Background information
- Born: Gregory Howe December 8, 1963 (age 62) New York City, New York, U.S.
- Genres: Instrumental rock; jazz fusion; hard rock; neoclassical metal;
- Occupations: Musician; composer; producer; guitar instructor;
- Instrument: Guitar
- Years active: 1982–present
- Labels: Shrapnel; Tone Center;
- Website: Official website

= Greg Howe =

American guitarist and composer (born 1963)

Gregory Howe (born December 8, 1963) is an American guitarist and composer. An active musician across four decades, he has released ten studio albums in addition to collaborating with a wide variety of artists.

==Recording career==
===Solo===
After leaving high school and playing the club circuit around the New Jersey, New York and Pennsylvania areas with his brother Albert Howe (a singer) for most of the 1980s, Greg Howe officially began his solo career after sending a demo tape to Shrapnel Records in 1987, upon which he was immediately signed by founder Mike Varney. His self-titled debut album, Greg Howe, was released in 1988 during the popular shred era, and went on to become his highest-selling album; a 2009 article in Guitar World magazine ranked it tenth in the all-time top ten list of shred albums.

The following year, he joined with Albert to form a Van Halen-inspired hard rock group named Howe II. Through Shrapnel, they released two studio albums: High Gear (1989) and Now Hear This (1991). His second solo album, Introspection, was released in 1993. At this point his style had changed radically from the straightforward instrumental rock of both his debut and the Howe II albums, to a more jazz fusion-laden approach which remains unique and identifiable to this day; some of his signature traits being fast left-hand legato passages (having been influenced greatly by jazz fusion guitarist Allan Holdsworth), and the frequent use of tapping and odd time signatures. One particularly noteworthy aspect of Howe's legato technique is the "hammer-on from nowhere", in which a note is hammered-on to a different string without first being picked.

A trio of albums spanning the middle part of the decade – Uncertain Terms (1994), Parallax (1995) and Five (1996) – were all a consistent evolution of the sound he had adopted on Introspection. During this time he collaborated twice with guitarist Richie Kotzen for the albums Tilt and Project in 1995 and 1997, respectively. He then briefly dabbled with a heavier, neo-classical metal style for his 1999 release, Ascend, which featured keyboardist Vitalij Kuprij. Howe has since spoken of his dissatisfaction for that project, as well as an earlier collaboration on Kuprij's own album, High Definition (1997).

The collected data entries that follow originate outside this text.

//! Tree builder
//!
//! Converts the fetched path→entries mapping into a rooted tree. The
//! traversal uses an explicit worklist rather than recursion, so the depth
//! reached is a plain consequence of which directories the fetcher listed: a
//! directory path missing from the mapping yields a childless node, not an
//! error.

use repomap_repo::{EntryKind, RepoEntry};
use serde::{Deserialize, Serialize};
use std::collections::{HashMap, HashSet};

/// Kind of a tree node
#[derive(Debug, Clone, Copy, PartialEq, Eq, Serialize, Deserialize)]
pub enum NodeKind {
    Directory,
    File,
}

/// One file-system entry in the repository tree
#[derive(Debug, Clone, Serialize, Deserialize)]
pub struct TreeNode {
    /// Unique path id; empty string for the root
    pub id: String,
    /// Final path segment
    pub name: String,
    pub kind: NodeKind,
    /// Substring after the last `.` in the name; empty for directories and
    /// extensionless files
    pub extension: String,
    /// Directories first, then lexicographic by name
    pub children: Vec<TreeNode>,
    /// UI expansion state, mutated only by the interaction layer
    pub expanded: bool,
}

impl TreeNode {
    fn directory(id: String, name: String) -> Self {
        Self {
            id,
            name,
            kind: NodeKind::Directory,
            extension: String::new(),
            children: Vec::new(),
            expanded: false,
        }
    }

    fn file(id: String, name: String) -> Self {
        let extension = file_extension(&name);
        Self {
            id,
            name,
            kind: NodeKind::File,
            extension,
            children: Vec::new(),
            expanded: false,
        }
    }

    /// Total node count including self
    pub fn node_count(&self) -> usize {
        let mut count = 0;
        let mut stack = vec![self];
        while let Some(node) = stack.pop() {
            count += 1;
            stack.extend(node.children.iter());
        }
        count
    }
}

/// Extension of a file name: substring after the last `.`, empty when the
/// name contains no dot
pub fn file_extension(name: &str) -> String {
    match name.rfind('.') {
        Some(pos) => name[pos + 1..].to_ascii_lowercase(),
        None => String::new(),
    }
}

/// Build the repository tree from a path→entries mapping.
///
/// The root is the empty path. Entries at each level are ordered directories
/// first, then lexicographically by name, so repeated builds over the same
/// mapping produce identical trees.
pub fn build_tree(contents: &HashMap<String, Vec<RepoEntry>>, root_name: &str) -> TreeNode {
    // Arena-based assembly: children always land at higher indices than
    // their parent, so one reverse pass folds the arena into a tree.
    let mut nodes: Vec<Option<TreeNode>> = vec![Some(TreeNode::directory(
        String::new(),
        root_name.to_string(),
    ))];
    let mut parents: Vec<usize> = vec![0];

    let mut worklist: Vec<(usize, String)> = vec![(0, String::new())];
    let mut listed: HashSet<String> = HashSet::new();

    while let Some((parent_idx, path)) = worklist.pop() {
        // A mapping whose listings point back at an already-expanded path
        // would otherwise grow the arena forever; the repeat stays childless.
        if !listed.insert(path.clone()) {
            continue;
        }
        let Some(entries) = contents.get(&path) else {
            // Directory was never listed (depth bound reached or the listing
            // failed); it stays childless.
            continue;
        };

        let mut ordered: Vec<&RepoEntry> = entries.iter().collect();
        ordered.sort_by_key(|entry| (entry.kind != EntryKind::Directory, entry.name.clone()));

        for entry in ordered {
            let node = match entry.kind {
                EntryKind::Directory => {
                    TreeNode::directory(entry.path.clone(), entry.name.clone())
                }
                EntryKind::File => TreeNode::file(entry.path.clone(), entry.name.clone()),
            };
            let idx = nodes.len();
            nodes.push(Some(node));
            parents.push(parent_idx);

            if entry.kind == EntryKind::Directory {
                worklist.push((idx, entry.path.clone()));
            }
        }
    }

    // Fold children into parents. Walking indices in reverse pushes each
    // parent's children in reverse insertion order, so every child list gets
    // one final reversal back into sorted order.
    for idx in (1..nodes.len()).rev() {
        let mut node = nodes[idx].take().expect("arena slot consumed twice");
        node.children.reverse();
        nodes[parents[idx]]
            .as_mut()
            .expect("parent slot consumed before child")
            .children
            .push(node);
    }

    let mut root = nodes[0].take().expect("arena root missing");
    root.children.reverse();
    root
}
//! Status - Job Run の集計
//!
//! `courier serve` の起動ログとテストで使う。

use serde::Serialize;

/// Runs per status. A run with no status yet is counted as in flight.
#[derive(Debug, Clone, Copy, Default, PartialEq, Eq, Serialize)]
pub struct RunCounts {
    pub in_flight: usize,
    pub succeeded: usize,
    pub errored: usize,
}

impl RunCounts {
    pub fn total(&self) -> usize {
        self.in_flight + self.succeeded + self.errored
    }
}
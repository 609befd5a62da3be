//! QueueDrainer - キューを空になるまで読み出し、署名して Endpoint に転送する
//!
//! # 設計原則
//! - pop は破壊的。転送に失敗してもキューには戻さない
//!   （失敗の記録と retry は Endpoint / Dispatcher 側の責務）
//! - 1 tick で「見えているメッセージ」を全部転送してから次の tick を待つ

use std::sync::Arc;
use std::time::Duration;

use tokio::sync::watch;
use tokio::task::JoinHandle;

use super::auth::Signer;
use crate::domain::QueuedMessage;
use crate::ports::{Invoker, JobQueue, QueueError};

/// Result of one drain pass.
#[derive(Debug, Clone, Copy, Default, PartialEq, Eq)]
pub struct DrainReport {
    /// Messages popped and forwarded, whatever the endpoint answered.
    pub processed: usize,
    /// Of those, how many got a non-2xx answer or no answer at all.
    pub failed: usize,
}

pub struct QueueDrainer {
    queue: Arc<dyn JobQueue>,
    invoker: Arc<dyn Invoker>,
    signer: Signer,
    batch_size: usize,
}

impl QueueDrainer {
    pub fn new(
        queue: Arc<dyn JobQueue>,
        invoker: Arc<dyn Invoker>,
        signer: Signer,
        batch_size: usize,
    ) -> Self {
        Self {
            queue,
            invoker,
            signer,
            batch_size: batch_size.max(1),
        }
    }

    /// Pop and forward until no visible message is left.
    pub async fn drain_once(&self) -> Result<DrainReport, QueueError> {
        let mut report = DrainReport::default();
        loop {
            let batch = self.queue.pop(self.batch_size).await?;
            if batch.is_empty() {
                break;
            }
            for queued in batch {
                report.processed += 1;
                if !self.forward(queued).await {
                    report.failed += 1;
                }
            }
        }
        Ok(report)
    }

    async fn forward(&self, queued: QueuedMessage) -> bool {
        let body = match queued.message.to_json() {
            Ok(body) => body,
            Err(err) => {
                tracing::error!(msg_id = %queued.id, error = %err, "could not encode message, dropped");
                return false;
            }
        };
        let signature = self.signer.sign(body.as_bytes());

        match self.invoker.invoke(body, signature).await {
            Ok(reply) => {
                tracing::info!(
                    msg_id = %queued.id,
                    job = %queued.message.job,
                    status = reply.status,
                    response = %reply.body,
                    "message forwarded"
                );
                reply.is_success()
            }
            Err(err) => {
                tracing::error!(msg_id = %queued.id, job = %queued.message.job, error = %err, "endpoint call failed");
                false
            }
        }
    }

    /// Drain every `interval` until shutdown is signalled.
    pub async fn run(&self, interval: Duration, mut shutdown_rx: watch::Receiver<bool>) {
        let mut ticker = tokio::time::interval(interval.max(Duration::from_millis(1)));
        ticker.set_missed_tick_behavior(tokio::time::MissedTickBehavior::Delay);

        loop {
            if *shutdown_rx.borrow() {
                break;
            }
            tokio::select! {
                changed = shutdown_rx.changed() => {
                    // sender dropped
                    if changed.is_err() {
                        break;
                    }
                    continue;
                }
                _ = ticker.tick() => {}
            }

            self.tick().await;
        }
        tracing::debug!("drainer stopped");
    }

    /// One scheduled pass. Every pass reports its count, idle ones at debug.
    pub async fn tick(&self) -> Option<DrainReport> {
        match self.drain_once().await {
            Ok(report) => {
                if report.processed > 0 {
                    tracing::info!(failed = report.failed, "Processed {} jobs", report.processed);
                } else {
                    tracing::debug!("Processed {} jobs", report.processed);
                }
                Some(report)
            }
            Err(err) => {
                tracing::error!(error = %err, "drain pass failed");
                None
            }
        }
    }
}

/// Drainer running in the background.
///
/// - `shutdown_and_join()` で停止要求を出して終了を待つ
/// - 実行中の転送は中断しない（tick の途中なら最後まで転送する）
pub struct DrainerHandle {
    shutdown_tx: watch::Sender<bool>,
    join: JoinHandle<()>,
}

impl DrainerHandle {
    pub fn spawn(drainer: Arc<QueueDrainer>, interval: Duration) -> Self {
        let (shutdown_tx, shutdown_rx) = watch::channel(false);
        let join = tokio::spawn(async move { drainer.run(interval, shutdown_rx).await });
        Self { shutdown_tx, join }
    }

    pub fn request_shutdown(&self) {
        // receiver may already be gone
        let _ = self.shutdown_tx.send(true);
    }

    pub async fn shutdown_and_join(self) {
        self.request_shutdown();
        let _ = self.join.await;
    }
}

#[cfg(test)]
mod tests {
    use super::*;
    use crate::domain::{EventName, JobMessage, JobName};
    use crate::impls::InMemoryBackend;
    use crate::ports::{InvocationReply, InvokeError};
    use async_trait::async_trait;
    use tokio::sync::Mutex;

    /// Records every call and answers with a fixed status.
    struct RecordingInvoker {
        status: u16,
        calls: Mutex<Vec<(String, String)>>,
    }

    impl RecordingInvoker {
        fn answering(status: u16) -> Arc<Self> {
            Arc::new(Self {
                status,
                calls: Mutex::new(Vec::new()),
            })
        }
    }

    #[async_trait]
    impl Invoker for RecordingInvoker {
        async fn invoke(&self, body: String, signature: String) -> Result<InvocationReply, InvokeError> {
            self.calls.lock().await.push((body, signature));
            Ok(InvocationReply {
                status: self.status,
                body: "OK".to_string(),
            })
        }
    }

    struct DownInvoker;

    #[async_trait]
    impl Invoker for DownInvoker {
        async fn invoke(&self, _body: String, _signature: String) -> Result<InvocationReply, InvokeError> {
            Err(InvokeError::Transport("connection refused".to_string()))
        }
    }

    fn message(job: &str) -> JobMessage {
        JobMessage::for_event(EventName::new("order.created"), JobName::new(job), serde_json::json!({"orderId": 1}))
    }

    #[tokio::test]
    async fn drains_everything_visible_one_at_a_time() {
        let backend = InMemoryBackend::new();
        backend
            .send_batch(vec![message("a"), message("b"), message("c")], Duration::ZERO)
            .await
            .unwrap();
        let invoker = RecordingInvoker::answering(200);
        let signer = Signer::new("s3cret").unwrap();
        let drainer = QueueDrainer::new(Arc::new(backend.clone()), invoker.clone(), signer.clone(), 1);

        let report = drainer.drain_once().await.unwrap();
        assert_eq!(report, DrainReport { processed: 3, failed: 0 });
        assert_eq!(backend.depth().await.unwrap(), 0);

        let calls = invoker.calls.lock().await;
        assert_eq!(calls.len(), 3);
        for (body, signature) in calls.iter() {
            assert_eq!(signature, &signer.sign(body.as_bytes()));
        }
    }

    #[tokio::test]
    async fn delayed_messages_are_left_for_later() {
        let backend = InMemoryBackend::new();
        backend.send_batch(vec![message("now")], Duration::ZERO).await.unwrap();
        backend.send_batch(vec![message("later")], Duration::from_secs(60)).await.unwrap();
        let drainer = QueueDrainer::new(
            Arc::new(backend.clone()),
            RecordingInvoker::answering(200),
            Signer::new("s3cret").unwrap(),
            10,
        );

        assert_eq!(drainer.drain_once().await.unwrap().processed, 1);
        assert_eq!(backend.depth().await.unwrap(), 1);
    }

    #[tokio::test]
    async fn failed_calls_are_counted_and_not_requeued() {
        let backend = InMemoryBackend::new();
        backend.send_batch(vec![message("a"), message("b")], Duration::ZERO).await.unwrap();
        let drainer = QueueDrainer::new(
            Arc::new(backend.clone()),
            Arc::new(DownInvoker),
            Signer::new("s3cret").unwrap(),
            1,
        );

        let report = drainer.drain_once().await.unwrap();
        assert_eq!(report, DrainReport { processed: 2, failed: 2 });
        assert_eq!(backend.depth().await.unwrap(), 0);
    }

    #[tokio::test]
    async fn non_success_status_counts_as_failed() {
        let backend = InMemoryBackend::new();
        backend.send_batch(vec![message("a")], Duration::ZERO).await.unwrap();
        let drainer = QueueDrainer::new(
            Arc::new(backend.clone()),
            RecordingInvoker::answering(404),
            Signer::new("s3cret").unwrap(),
            1,
        );

        assert_eq!(
            drainer.drain_once().await.unwrap(),
            DrainReport { processed: 1, failed: 1 }
        );
    }

    /// Collects formatted log output.
    #[derive(Clone, Default)]
    struct LogBuffer(Arc<std::sync::Mutex<Vec<u8>>>);

    impl std::io::Write for LogBuffer {
        fn write(&mut self, buf: &[u8]) -> std::io::Result<usize> {
            self.0.lock().unwrap().extend_from_slice(buf);
            Ok(buf.len())
        }

        fn flush(&mut self) -> std::io::Result<()> {
            Ok(())
        }
    }

    #[tokio::test]
    async fn every_tick_reports_its_count() {
        let logs = LogBuffer::default();
        let subscriber = tracing_subscriber::fmt()
            .with_max_level(tracing::Level::DEBUG)
            .with_ansi(false)
            .with_writer({
                let logs = logs.clone();
                move || logs.clone()
            })
            .finish();
        let _default = tracing::subscriber::set_default(subscriber);

        let backend = InMemoryBackend::new();
        let drainer = QueueDrainer::new(
            Arc::new(backend.clone()),
            RecordingInvoker::answering(200),
            Signer::new("s3cret").unwrap(),
            1,
        );

        assert_eq!(drainer.tick().await, Some(DrainReport::default()));

        backend.send_batch(vec![message("a"), message("b")], Duration::ZERO).await.unwrap();
        assert_eq!(drainer.tick().await, Some(DrainReport { processed: 2, failed: 0 }));

        let output = String::from_utf8(logs.0.lock().unwrap().clone()).unwrap();
        assert!(output.contains("Processed 0 jobs"), "{output}");
        assert!(output.contains("Processed 2 jobs"), "{output}");
    }

    #[tokio::test]
    async fn loop_stops_on_shutdown() {
        let backend = InMemoryBackend::new();
        let drainer = Arc::new(QueueDrainer::new(
            Arc::new(backend),
            RecordingInvoker::answering(200),
            Signer::new("s3cret").unwrap(),
            1,
        ));
        let handle = DrainerHandle::spawn(drainer, Duration::from_millis(10));
        tokio::time::timeout(Duration::from_secs(1), handle.shutdown_and_join())
            .await
            .unwrap();
    }
}
//! In-memory backend: queue + run store over one lock.
//!
//! キューと Job Run Store が同じ datastore にある構成（pgmq + job_runs テーブル）を
//! 1 つの `Mutex` で再現する。`fail` の「失敗記録 + retry enqueue」は同じロック内で
//! 行うので、どちらか片方だけが残ることはない。

use std::collections::{BinaryHeap, HashMap, VecDeque};
use std::sync::Arc;
use std::time::Duration;

use async_trait::async_trait;
use chrono::{DateTime, Utc};
use tokio::sync::Mutex;

use crate::app::status::RunCounts;
use crate::domain::{JobMessage, JobRun, JobRunId, MessageId, NewJobRun, QueuedMessage, RunStatus};
use crate::ports::{
    Claim, Clock, JobQueue, JobRunStore, QueueError, RetryRequest, StoreError, SystemClock,
    Transition,
};

/// Delayed message entry for the visibility heap.
///
/// Reverse ordering so `BinaryHeap` acts as a min-heap (earliest first,
/// then lowest id).
#[derive(Debug, Clone, PartialEq, Eq)]
struct ScheduledMessage {
    visible_at: DateTime<Utc>,
    id: MessageId,
}

impl PartialOrd for ScheduledMessage {
    fn partial_cmp(&self, other: &Self) -> Option<std::cmp::Ordering> {
        Some(self.cmp(other))
    }
}

impl Ord for ScheduledMessage {
    fn cmp(&self, other: &Self) -> std::cmp::Ordering {
        other
            .visible_at
            .cmp(&self.visible_at)
            .then_with(|| other.id.cmp(&self.id))
    }
}

#[derive(Default)]
struct BackendState {
    /// All run rows (source of truth for runs).
    runs: HashMap<JobRunId, JobRun>,

    /// Messages still in the queue, visible or not.
    messages: HashMap<MessageId, QueuedMessage>,

    /// Visible messages in FIFO order.
    ready: VecDeque<MessageId>,

    /// Delayed messages.
    scheduled: BinaryHeap<ScheduledMessage>,

    /// Every message ever sent, in send order.
    history: Vec<QueuedMessage>,

    next_run_id: u64,
    next_message_id: u64,
}

impl BackendState {
    fn allocate_run_id(&mut self) -> JobRunId {
        self.next_run_id += 1;
        JobRunId::new(self.next_run_id)
    }

    fn allocate_message_id(&mut self) -> MessageId {
        self.next_message_id += 1;
        MessageId::new(self.next_message_id)
    }

    fn enqueue(&mut self, message: JobMessage, delay: Duration, now: DateTime<Utc>) -> MessageId {
        let id = self.allocate_message_id();
        let visible_at = chrono::Duration::from_std(delay)
            .ok()
            .and_then(|d| now.checked_add_signed(d))
            .unwrap_or(DateTime::<Utc>::MAX_UTC);
        let queued = QueuedMessage {
            id,
            message,
            enqueued_at: now,
            visible_at,
        };
        if visible_at <= now {
            self.ready.push_back(id);
        } else {
            self.scheduled.push(ScheduledMessage { visible_at, id });
        }
        self.history.push(queued.clone());
        self.messages.insert(id, queued);
        id
    }

    /// Move delayed messages whose time has come to the ready queue.
    fn promote_scheduled(&mut self, now: DateTime<Utc>) {
        while let Some(entry) = self.scheduled.peek() {
            if entry.visible_at > now {
                break;
            }
            if let Some(entry) = self.scheduled.pop() {
                self.ready.push_back(entry.id);
            }
        }
    }

    fn run_mut(&mut self, id: JobRunId) -> Result<&mut JobRun, StoreError> {
        self.runs.get_mut(&id).ok_or(StoreError::RunNotFound(id))
    }

    fn counts(&self) -> RunCounts {
        let mut counts = RunCounts::default();
        for run in self.runs.values() {
            match run.status {
                None => counts.in_flight += 1,
                Some(RunStatus::Success) => counts.succeeded += 1,
                Some(RunStatus::Error) => counts.errored += 1,
            }
        }
        counts
    }
}

/// Queue and run store sharing one in-process state.
///
/// Clones share the same state, so one backend can be handed out as both
/// `Arc<dyn JobQueue>` and `Arc<dyn JobRunStore>`.
#[derive(Clone)]
pub struct InMemoryBackend {
    state: Arc<Mutex<BackendState>>,
    clock: Arc<dyn Clock>,
}

impl InMemoryBackend {
    pub fn new() -> Self {
        Self::with_clock(Arc::new(SystemClock))
    }

    pub fn with_clock(clock: Arc<dyn Clock>) -> Self {
        Self {
            state: Arc::new(Mutex::new(BackendState::default())),
            clock,
        }
    }

    /// Every message sent so far, including ones already popped.
    pub async fn sent_messages(&self) -> Vec<QueuedMessage> {
        self.state.lock().await.history.clone()
    }

    /// All runs, ordered by id.
    pub async fn runs(&self) -> Vec<JobRun> {
        let state = self.state.lock().await;
        let mut runs: Vec<JobRun> = state.runs.values().cloned().collect();
        runs.sort_by_key(|run| run.id);
        runs
    }
}

impl Default for InMemoryBackend {
    fn default() -> Self {
        Self::new()
    }
}

#[async_trait]
impl JobQueue for InMemoryBackend {
    async fn send_batch(
        &self,
        messages: Vec<JobMessage>,
        delay: Duration,
    ) -> Result<Vec<MessageId>, QueueError> {
        let now = self.clock.now();
        let mut state = self.state.lock().await;
        Ok(messages
            .into_iter()
            .map(|message| state.enqueue(message, delay, now))
            .collect())
    }

    async fn pop(&self, limit: usize) -> Result<Vec<QueuedMessage>, QueueError> {
        let now = self.clock.now();
        let mut state = self.state.lock().await;
        state.promote_scheduled(now);

        let mut popped = Vec::new();
        while popped.len() < limit {
            let Some(id) = state.ready.pop_front() else {
                break;
            };
            if let Some(message) = state.messages.remove(&id) {
                popped.push(message);
            }
        }
        Ok(popped)
    }

    async fn depth(&self) -> Result<usize, QueueError> {
        Ok(self.state.lock().await.messages.len())
    }
}

#[async_trait]
impl JobRunStore for InMemoryBackend {
    async fn create(&self, new: NewJobRun, claim_until: DateTime<Utc>) -> Result<JobRun, StoreError> {
        let now = self.clock.now();
        let mut state = self.state.lock().await;
        let id = state.allocate_run_id();
        let mut run = JobRun::new(id, new, now);
        run.claim(claim_until, now);
        state.runs.insert(id, run.clone());
        Ok(run)
    }

    async fn get(&self, id: JobRunId) -> Result<Option<JobRun>, StoreError> {
        Ok(self.state.lock().await.runs.get(&id).cloned())
    }

    async fn claim(&self, id: JobRunId, until: DateTime<Utc>) -> Result<Claim, StoreError> {
        let now = self.clock.now();
        let mut state = self.state.lock().await;
        let run = state.run_mut(id)?;
        if run.is_succeeded() {
            return Ok(Claim::Succeeded(run.clone()));
        }
        if run.is_claimed_at(now)
            && let Some(until) = run.claimed_until
        {
            return Ok(Claim::Held { until });
        }
        run.claim(until, now);
        Ok(Claim::Acquired(run.clone()))
    }

    async fn heartbeat(&self, id: JobRunId, until: DateTime<Utc>) -> Result<(), StoreError> {
        let now = self.clock.now();
        let mut state = self.state.lock().await;
        let run = state.run_mut(id)?;
        if run.claimed_until.is_some() {
            run.claim(until, now);
        }
        Ok(())
    }

    async fn release(&self, id: JobRunId) -> Result<(), StoreError> {
        let now = self.clock.now();
        let mut state = self.state.lock().await;
        state.run_mut(id)?.release(now);
        Ok(())
    }

    async fn complete(&self, id: JobRunId, result: serde_json::Value) -> Result<Transition, StoreError> {
        let now = self.clock.now();
        let mut state = self.state.lock().await;
        let applied = state.run_mut(id)?.mark_succeeded(result, now);
        Ok(transition(applied))
    }

    async fn fail(
        &self,
        id: JobRunId,
        error: String,
        retry: Option<RetryRequest>,
    ) -> Result<Transition, StoreError> {
        let now = self.clock.now();
        let mut state = self.state.lock().await;
        if !state.run_mut(id)?.record_failure(error, now) {
            return Ok(Transition::Ignored);
        }
        if let Some(retry) = retry {
            state.enqueue(retry.message, retry.delay, now);
        }
        Ok(Transition::Applied)
    }

    async fn reject(&self, id: JobRunId, error: String) -> Result<Transition, StoreError> {
        let now = self.clock.now();
        let mut state = self.state.lock().await;
        let applied = state.run_mut(id)?.reject(error, now);
        Ok(transition(applied))
    }

    async fn counts(&self) -> Result<RunCounts, StoreError> {
        Ok(self.state.lock().await.counts())
    }
}

fn transition(applied: bool) -> Transition {
    if applied {
        Transition::Applied
    } else {
        Transition::Ignored
    }
}
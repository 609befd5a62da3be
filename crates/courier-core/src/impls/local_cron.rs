//! In-process cron scheduler.
//!
//! 外部スケジューラ（pg_cron）の代わりに、登録された各エントリの次回時刻を
//! croner で計算し、時刻が来たら drainer と同じ署名付き Invoker で body を送る。

use std::collections::BTreeMap;
use std::sync::Arc;
use std::time::Duration;

use async_trait::async_trait;
use chrono::{DateTime, Utc};
use tokio::sync::{Mutex, watch};

use crate::app::auth::Signer;
use crate::domain::JobName;
use crate::ports::{Clock, CronError, CronScheduler, Invoker};
use crate::typed::CronSchedule;

struct LocalEntry {
    schedule: CronSchedule,
    body: String,
    next: Option<DateTime<Utc>>,
}

pub struct LocalCronScheduler {
    entries: Mutex<BTreeMap<String, LocalEntry>>,
    invoker: Arc<dyn Invoker>,
    signer: Signer,
    clock: Arc<dyn Clock>,
}

impl LocalCronScheduler {
    pub fn new(invoker: Arc<dyn Invoker>, signer: Signer, clock: Arc<dyn Clock>) -> Self {
        Self {
            entries: Mutex::new(BTreeMap::new()),
            invoker,
            signer,
            clock,
        }
    }

    /// Fire every entry due at `now`. Returns the names that fired.
    pub async fn fire_due(&self, now: DateTime<Utc>) -> Vec<String> {
        let due: Vec<(String, String)> = {
            let mut entries = self.entries.lock().await;
            entries
                .iter_mut()
                .filter(|(_, entry)| entry.next.is_some_and(|next| next <= now))
                .map(|(name, entry)| {
                    entry.next = entry.schedule.next_after(now);
                    (name.clone(), entry.body.clone())
                })
                .collect()
        };

        let mut fired = Vec::with_capacity(due.len());
        for (name, body) in due {
            let signature = self.signer.sign(body.as_bytes());
            match self.invoker.invoke(body, signature).await {
                Ok(reply) => {
                    tracing::info!(job = %name, status = reply.status, response = %reply.body, "cron job fired");
                }
                Err(err) => {
                    tracing::error!(job = %name, error = %err, "cron invocation failed");
                }
            }
            fired.push(name);
        }
        fired
    }

    /// Next fire time of `name`, if scheduled.
    pub async fn next_fire(&self, name: &str) -> Option<DateTime<Utc>> {
        self.entries.lock().await.get(name).and_then(|entry| entry.next)
    }

    /// Check for due entries every `tick` until shutdown is signalled.
    pub async fn run(&self, tick: Duration, mut shutdown_rx: watch::Receiver<bool>) {
        let mut ticker = tokio::time::interval(tick.max(Duration::from_millis(1)));
        loop {
            if *shutdown_rx.borrow() {
                break;
            }
            tokio::select! {
                changed = shutdown_rx.changed() => {
                    // sender dropped
                    if changed.is_err() {
                        break;
                    }
                    continue;
                }
                _ = ticker.tick() => {}
            }
            self.fire_due(self.clock.now()).await;
        }
        tracing::debug!("cron scheduler stopped");
    }
}

#[async_trait]
impl CronScheduler for LocalCronScheduler {
    async fn schedule(&self, name: &JobName, schedule: &CronSchedule, body: String) -> Result<(), CronError> {
        let next = schedule.next_after(self.clock.now());
        self.entries.lock().await.insert(
            name.to_string(),
            LocalEntry {
                schedule: schedule.clone(),
                body,
                next,
            },
        );
        Ok(())
    }

    async fn unschedule(&self, name: &str) -> Result<(), CronError> {
        self.entries.lock().await.remove(name);
        Ok(())
    }

    async fn scheduled(&self) -> Result<Vec<String>, CronError> {
        Ok(self.entries.lock().await.keys().cloned().collect())
    }
}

After switching labels to Shrapnel's jazz-oriented counterpart, Tone Center Records, he returned to his familiar style with Hyperacuity (2000), which still stands as some of his most prominent experimentation with jazz fusion. After a highly troubled recording process for Extraction (2003) – a collaboration with drummer Dennis Chambers and bassist Victor Wooten – he took an extended hiatus from recording solo material until the release of his eighth studio album, Sound Proof, in 2008. It would be another nine years until Howe's next solo release, Wheelhouse, in 2017, which has been described as his "most personal work to date" and marks his return to solo instrumental work. For one track of the album, "Shady Lane", Richie Kotzen provided vocals.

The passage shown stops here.